What is required => Within the records below, find each line with the word "spawned" and copy it out.

Given data =>
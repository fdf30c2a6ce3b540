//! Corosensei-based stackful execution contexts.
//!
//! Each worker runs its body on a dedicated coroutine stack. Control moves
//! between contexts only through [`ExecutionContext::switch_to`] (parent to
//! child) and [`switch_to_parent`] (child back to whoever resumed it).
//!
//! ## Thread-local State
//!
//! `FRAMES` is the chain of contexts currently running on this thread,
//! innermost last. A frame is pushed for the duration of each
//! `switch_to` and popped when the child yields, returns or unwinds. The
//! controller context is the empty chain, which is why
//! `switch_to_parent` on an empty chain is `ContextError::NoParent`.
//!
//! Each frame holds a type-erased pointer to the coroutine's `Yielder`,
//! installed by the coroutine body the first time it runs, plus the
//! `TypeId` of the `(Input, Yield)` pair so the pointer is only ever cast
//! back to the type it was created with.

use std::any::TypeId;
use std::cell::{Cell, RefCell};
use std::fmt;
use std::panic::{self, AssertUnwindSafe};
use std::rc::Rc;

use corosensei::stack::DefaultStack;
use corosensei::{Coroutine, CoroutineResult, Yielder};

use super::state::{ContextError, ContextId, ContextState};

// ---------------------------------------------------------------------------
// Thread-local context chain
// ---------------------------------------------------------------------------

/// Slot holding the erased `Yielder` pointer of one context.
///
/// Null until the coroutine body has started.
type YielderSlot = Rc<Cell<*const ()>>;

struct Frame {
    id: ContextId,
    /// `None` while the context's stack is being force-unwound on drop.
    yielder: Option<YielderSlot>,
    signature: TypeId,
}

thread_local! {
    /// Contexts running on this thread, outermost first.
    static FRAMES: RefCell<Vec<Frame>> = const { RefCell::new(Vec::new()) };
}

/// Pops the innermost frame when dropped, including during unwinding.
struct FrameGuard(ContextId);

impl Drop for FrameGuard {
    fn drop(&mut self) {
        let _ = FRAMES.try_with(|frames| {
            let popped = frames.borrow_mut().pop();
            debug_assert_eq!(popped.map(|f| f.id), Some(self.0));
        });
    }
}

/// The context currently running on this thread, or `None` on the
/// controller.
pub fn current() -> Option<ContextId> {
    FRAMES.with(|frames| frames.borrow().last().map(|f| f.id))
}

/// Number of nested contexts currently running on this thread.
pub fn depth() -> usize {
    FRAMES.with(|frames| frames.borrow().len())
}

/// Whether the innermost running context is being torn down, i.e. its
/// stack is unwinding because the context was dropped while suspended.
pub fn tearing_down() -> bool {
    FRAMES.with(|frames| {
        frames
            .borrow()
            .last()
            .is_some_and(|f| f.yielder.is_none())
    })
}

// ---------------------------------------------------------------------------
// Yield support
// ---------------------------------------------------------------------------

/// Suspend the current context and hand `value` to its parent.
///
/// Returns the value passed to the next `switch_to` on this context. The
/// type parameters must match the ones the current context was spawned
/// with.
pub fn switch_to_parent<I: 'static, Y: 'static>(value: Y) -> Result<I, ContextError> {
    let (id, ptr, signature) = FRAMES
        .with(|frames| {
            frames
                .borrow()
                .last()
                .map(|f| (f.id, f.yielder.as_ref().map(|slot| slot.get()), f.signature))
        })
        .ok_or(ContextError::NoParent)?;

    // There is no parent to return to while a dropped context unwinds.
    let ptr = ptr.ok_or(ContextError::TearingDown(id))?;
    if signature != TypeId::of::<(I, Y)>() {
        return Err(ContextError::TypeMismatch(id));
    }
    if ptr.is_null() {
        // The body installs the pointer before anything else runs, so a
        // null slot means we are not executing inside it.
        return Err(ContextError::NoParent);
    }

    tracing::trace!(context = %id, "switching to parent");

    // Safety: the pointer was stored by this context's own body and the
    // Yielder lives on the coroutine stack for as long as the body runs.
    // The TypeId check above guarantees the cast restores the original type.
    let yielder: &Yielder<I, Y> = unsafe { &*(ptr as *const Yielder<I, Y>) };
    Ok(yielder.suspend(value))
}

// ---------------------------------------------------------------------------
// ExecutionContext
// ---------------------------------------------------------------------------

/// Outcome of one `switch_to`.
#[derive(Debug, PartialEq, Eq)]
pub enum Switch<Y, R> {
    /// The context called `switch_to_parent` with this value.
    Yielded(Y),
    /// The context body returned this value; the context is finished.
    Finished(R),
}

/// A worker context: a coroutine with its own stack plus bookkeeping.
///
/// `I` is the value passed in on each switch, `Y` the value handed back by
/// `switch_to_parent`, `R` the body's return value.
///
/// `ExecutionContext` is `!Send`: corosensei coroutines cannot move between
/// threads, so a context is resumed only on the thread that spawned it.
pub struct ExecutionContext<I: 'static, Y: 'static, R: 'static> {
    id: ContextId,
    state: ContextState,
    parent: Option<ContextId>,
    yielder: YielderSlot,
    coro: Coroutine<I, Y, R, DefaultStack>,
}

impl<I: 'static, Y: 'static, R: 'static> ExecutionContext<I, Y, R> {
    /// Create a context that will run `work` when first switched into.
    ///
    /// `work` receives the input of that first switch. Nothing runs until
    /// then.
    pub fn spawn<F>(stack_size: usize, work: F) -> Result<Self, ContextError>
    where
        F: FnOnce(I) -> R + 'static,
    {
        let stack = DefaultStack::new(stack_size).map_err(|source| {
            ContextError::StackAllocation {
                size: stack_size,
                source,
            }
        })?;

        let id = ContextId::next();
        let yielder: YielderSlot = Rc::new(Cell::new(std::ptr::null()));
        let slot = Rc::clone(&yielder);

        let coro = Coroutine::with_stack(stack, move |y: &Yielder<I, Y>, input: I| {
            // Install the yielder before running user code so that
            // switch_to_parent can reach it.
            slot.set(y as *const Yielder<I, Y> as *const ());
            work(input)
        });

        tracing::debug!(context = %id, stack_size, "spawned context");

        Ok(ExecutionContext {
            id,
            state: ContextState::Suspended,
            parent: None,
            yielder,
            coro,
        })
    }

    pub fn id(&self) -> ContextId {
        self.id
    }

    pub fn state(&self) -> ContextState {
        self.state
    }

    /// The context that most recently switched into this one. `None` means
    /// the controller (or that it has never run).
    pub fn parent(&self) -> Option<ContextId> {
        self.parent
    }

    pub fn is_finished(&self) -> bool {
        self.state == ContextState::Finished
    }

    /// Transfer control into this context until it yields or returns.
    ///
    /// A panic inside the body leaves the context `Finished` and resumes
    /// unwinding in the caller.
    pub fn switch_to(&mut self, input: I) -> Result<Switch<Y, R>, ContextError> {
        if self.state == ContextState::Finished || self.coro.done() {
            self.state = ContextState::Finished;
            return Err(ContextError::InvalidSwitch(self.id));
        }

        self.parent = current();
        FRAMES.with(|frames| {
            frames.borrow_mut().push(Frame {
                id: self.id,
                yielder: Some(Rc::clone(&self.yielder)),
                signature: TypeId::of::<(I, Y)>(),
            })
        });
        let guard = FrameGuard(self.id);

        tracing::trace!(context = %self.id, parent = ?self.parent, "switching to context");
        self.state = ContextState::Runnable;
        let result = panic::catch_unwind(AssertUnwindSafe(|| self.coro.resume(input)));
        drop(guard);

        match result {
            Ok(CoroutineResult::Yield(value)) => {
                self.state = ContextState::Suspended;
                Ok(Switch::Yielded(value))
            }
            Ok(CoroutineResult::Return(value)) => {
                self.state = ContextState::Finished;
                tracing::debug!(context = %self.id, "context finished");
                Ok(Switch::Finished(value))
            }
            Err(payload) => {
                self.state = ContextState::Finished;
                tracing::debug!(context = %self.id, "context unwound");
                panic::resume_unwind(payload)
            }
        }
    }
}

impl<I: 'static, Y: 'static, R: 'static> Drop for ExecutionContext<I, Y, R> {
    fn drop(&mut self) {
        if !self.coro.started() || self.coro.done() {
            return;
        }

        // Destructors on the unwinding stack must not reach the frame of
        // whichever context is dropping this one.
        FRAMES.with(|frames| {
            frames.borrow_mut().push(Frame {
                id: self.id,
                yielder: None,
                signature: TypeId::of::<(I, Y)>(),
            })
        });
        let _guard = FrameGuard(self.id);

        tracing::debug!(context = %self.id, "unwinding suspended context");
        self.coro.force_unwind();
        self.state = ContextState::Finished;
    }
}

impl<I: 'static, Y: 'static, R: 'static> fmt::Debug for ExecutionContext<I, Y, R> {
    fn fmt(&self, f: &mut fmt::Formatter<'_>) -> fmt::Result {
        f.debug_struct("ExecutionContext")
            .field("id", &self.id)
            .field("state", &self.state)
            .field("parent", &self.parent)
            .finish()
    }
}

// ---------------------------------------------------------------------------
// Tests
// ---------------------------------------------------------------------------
* * *
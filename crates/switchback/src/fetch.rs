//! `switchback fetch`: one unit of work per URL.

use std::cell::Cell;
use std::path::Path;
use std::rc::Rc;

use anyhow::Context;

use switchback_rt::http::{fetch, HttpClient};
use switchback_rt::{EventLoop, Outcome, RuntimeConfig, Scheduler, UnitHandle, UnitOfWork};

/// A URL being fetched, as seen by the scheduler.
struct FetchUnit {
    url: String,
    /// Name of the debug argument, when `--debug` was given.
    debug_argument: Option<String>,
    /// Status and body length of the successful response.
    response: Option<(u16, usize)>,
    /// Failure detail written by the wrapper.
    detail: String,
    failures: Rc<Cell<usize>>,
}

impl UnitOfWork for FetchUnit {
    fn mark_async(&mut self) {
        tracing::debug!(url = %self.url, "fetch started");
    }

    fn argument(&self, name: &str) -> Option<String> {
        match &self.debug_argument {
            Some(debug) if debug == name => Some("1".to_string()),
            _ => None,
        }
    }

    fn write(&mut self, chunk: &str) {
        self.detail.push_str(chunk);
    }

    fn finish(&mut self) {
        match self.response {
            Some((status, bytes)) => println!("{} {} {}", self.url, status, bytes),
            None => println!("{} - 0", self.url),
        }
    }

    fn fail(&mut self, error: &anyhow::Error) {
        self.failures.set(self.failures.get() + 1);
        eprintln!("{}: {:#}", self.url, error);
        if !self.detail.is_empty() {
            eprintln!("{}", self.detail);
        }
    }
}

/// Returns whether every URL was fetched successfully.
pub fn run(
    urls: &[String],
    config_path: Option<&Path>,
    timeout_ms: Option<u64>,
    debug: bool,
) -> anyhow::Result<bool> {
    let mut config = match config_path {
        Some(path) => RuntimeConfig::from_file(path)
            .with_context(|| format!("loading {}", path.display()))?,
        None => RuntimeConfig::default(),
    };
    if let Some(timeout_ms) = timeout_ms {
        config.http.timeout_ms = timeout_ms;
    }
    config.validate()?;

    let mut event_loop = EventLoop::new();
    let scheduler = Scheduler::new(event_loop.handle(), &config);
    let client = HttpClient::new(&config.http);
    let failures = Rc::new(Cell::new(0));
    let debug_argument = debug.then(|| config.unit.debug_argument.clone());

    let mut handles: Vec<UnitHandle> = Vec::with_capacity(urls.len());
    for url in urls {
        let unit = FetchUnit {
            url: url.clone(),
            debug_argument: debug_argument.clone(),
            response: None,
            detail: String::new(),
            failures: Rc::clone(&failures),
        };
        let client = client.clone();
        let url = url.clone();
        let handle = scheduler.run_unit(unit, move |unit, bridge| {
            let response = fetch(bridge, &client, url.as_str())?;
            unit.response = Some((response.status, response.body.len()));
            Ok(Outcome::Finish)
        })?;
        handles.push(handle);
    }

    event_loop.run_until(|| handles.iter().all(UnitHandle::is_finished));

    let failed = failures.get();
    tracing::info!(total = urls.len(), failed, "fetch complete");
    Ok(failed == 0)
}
==
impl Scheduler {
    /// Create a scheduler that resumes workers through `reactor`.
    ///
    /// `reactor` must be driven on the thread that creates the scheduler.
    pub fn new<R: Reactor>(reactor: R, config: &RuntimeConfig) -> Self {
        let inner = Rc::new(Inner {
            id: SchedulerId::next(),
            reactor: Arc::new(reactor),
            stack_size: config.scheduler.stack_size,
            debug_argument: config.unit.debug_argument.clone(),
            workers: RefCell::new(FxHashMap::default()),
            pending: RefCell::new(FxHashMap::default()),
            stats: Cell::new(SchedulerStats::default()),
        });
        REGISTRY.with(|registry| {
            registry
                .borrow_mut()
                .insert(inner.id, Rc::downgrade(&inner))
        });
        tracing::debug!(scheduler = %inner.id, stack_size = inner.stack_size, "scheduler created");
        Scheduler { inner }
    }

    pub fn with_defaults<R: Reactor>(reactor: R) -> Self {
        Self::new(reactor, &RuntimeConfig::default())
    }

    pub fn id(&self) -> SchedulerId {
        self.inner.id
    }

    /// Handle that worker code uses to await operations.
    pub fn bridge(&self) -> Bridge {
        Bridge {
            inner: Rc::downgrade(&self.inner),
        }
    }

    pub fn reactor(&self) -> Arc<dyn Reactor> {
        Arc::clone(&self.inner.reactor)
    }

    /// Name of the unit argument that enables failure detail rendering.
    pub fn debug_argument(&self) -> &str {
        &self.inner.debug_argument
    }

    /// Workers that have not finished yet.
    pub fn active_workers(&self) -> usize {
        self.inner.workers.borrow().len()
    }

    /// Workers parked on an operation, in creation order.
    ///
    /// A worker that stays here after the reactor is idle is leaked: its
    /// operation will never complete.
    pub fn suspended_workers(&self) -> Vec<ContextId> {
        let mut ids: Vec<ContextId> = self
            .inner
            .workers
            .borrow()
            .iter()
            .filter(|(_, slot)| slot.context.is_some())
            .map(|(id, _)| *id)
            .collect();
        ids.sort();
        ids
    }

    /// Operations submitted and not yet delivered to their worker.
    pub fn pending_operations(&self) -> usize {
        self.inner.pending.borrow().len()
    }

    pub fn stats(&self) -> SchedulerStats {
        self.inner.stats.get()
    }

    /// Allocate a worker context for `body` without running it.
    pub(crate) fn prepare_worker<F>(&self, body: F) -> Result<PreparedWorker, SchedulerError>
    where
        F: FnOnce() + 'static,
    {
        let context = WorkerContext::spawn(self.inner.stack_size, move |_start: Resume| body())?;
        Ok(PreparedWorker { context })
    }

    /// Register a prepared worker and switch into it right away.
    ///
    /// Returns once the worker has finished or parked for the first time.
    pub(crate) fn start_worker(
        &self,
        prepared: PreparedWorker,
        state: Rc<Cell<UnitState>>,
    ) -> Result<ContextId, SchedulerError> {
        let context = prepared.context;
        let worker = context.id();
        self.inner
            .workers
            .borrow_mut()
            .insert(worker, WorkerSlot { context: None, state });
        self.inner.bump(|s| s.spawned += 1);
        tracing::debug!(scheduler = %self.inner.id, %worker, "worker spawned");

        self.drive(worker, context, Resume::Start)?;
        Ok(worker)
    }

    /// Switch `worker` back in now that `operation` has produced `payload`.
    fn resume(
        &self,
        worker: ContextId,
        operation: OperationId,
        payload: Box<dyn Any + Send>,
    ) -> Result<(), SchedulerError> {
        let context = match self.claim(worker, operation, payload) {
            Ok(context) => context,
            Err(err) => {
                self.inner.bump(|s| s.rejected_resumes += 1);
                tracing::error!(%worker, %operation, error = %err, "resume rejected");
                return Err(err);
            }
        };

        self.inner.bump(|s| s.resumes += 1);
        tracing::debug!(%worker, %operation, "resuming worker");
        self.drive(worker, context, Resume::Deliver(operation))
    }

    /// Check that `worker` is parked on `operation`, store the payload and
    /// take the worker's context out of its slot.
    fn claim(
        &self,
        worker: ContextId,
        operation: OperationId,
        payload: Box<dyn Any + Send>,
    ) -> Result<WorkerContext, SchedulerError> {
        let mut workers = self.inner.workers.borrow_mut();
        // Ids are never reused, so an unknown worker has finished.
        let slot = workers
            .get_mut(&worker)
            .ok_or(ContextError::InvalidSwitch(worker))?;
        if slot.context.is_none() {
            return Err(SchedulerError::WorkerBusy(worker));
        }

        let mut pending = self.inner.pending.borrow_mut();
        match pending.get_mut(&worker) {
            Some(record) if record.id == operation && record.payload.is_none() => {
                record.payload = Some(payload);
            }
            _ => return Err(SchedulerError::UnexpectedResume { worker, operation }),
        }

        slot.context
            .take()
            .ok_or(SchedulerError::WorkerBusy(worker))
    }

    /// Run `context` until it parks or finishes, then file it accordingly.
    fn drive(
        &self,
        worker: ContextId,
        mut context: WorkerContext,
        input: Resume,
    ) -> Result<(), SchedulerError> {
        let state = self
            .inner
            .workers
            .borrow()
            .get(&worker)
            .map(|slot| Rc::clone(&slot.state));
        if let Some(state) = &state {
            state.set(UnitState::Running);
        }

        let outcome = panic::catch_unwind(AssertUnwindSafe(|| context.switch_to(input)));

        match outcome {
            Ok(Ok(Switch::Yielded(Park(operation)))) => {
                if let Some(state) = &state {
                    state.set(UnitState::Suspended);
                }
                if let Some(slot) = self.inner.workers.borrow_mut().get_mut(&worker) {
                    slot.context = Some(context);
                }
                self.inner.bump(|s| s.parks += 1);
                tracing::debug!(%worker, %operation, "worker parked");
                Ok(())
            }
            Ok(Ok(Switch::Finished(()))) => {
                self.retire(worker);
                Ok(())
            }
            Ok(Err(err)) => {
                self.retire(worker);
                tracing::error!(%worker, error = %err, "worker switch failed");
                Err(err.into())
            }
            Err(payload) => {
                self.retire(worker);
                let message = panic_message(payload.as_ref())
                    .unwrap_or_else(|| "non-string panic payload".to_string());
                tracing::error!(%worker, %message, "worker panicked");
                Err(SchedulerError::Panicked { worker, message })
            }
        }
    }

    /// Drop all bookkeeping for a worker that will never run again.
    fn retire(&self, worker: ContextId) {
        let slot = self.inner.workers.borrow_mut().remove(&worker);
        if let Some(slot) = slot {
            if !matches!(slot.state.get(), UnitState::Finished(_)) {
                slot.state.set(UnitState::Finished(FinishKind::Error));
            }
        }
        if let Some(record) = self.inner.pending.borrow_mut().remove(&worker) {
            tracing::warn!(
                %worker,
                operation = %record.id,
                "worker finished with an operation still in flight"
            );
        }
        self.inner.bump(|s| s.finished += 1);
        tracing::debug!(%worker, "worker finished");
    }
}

Solution to this task =>
/// type parameters must match the ones the current context was spawned
/// threads, so a context is resumed only on the thread that spawned it.
        tracing::debug!(context = %id, stack_size, "spawned context");
        self.inner.bump(|s| s.spawned += 1);
        tracing::debug!(scheduler = %self.inner.id, %worker, "worker spawned");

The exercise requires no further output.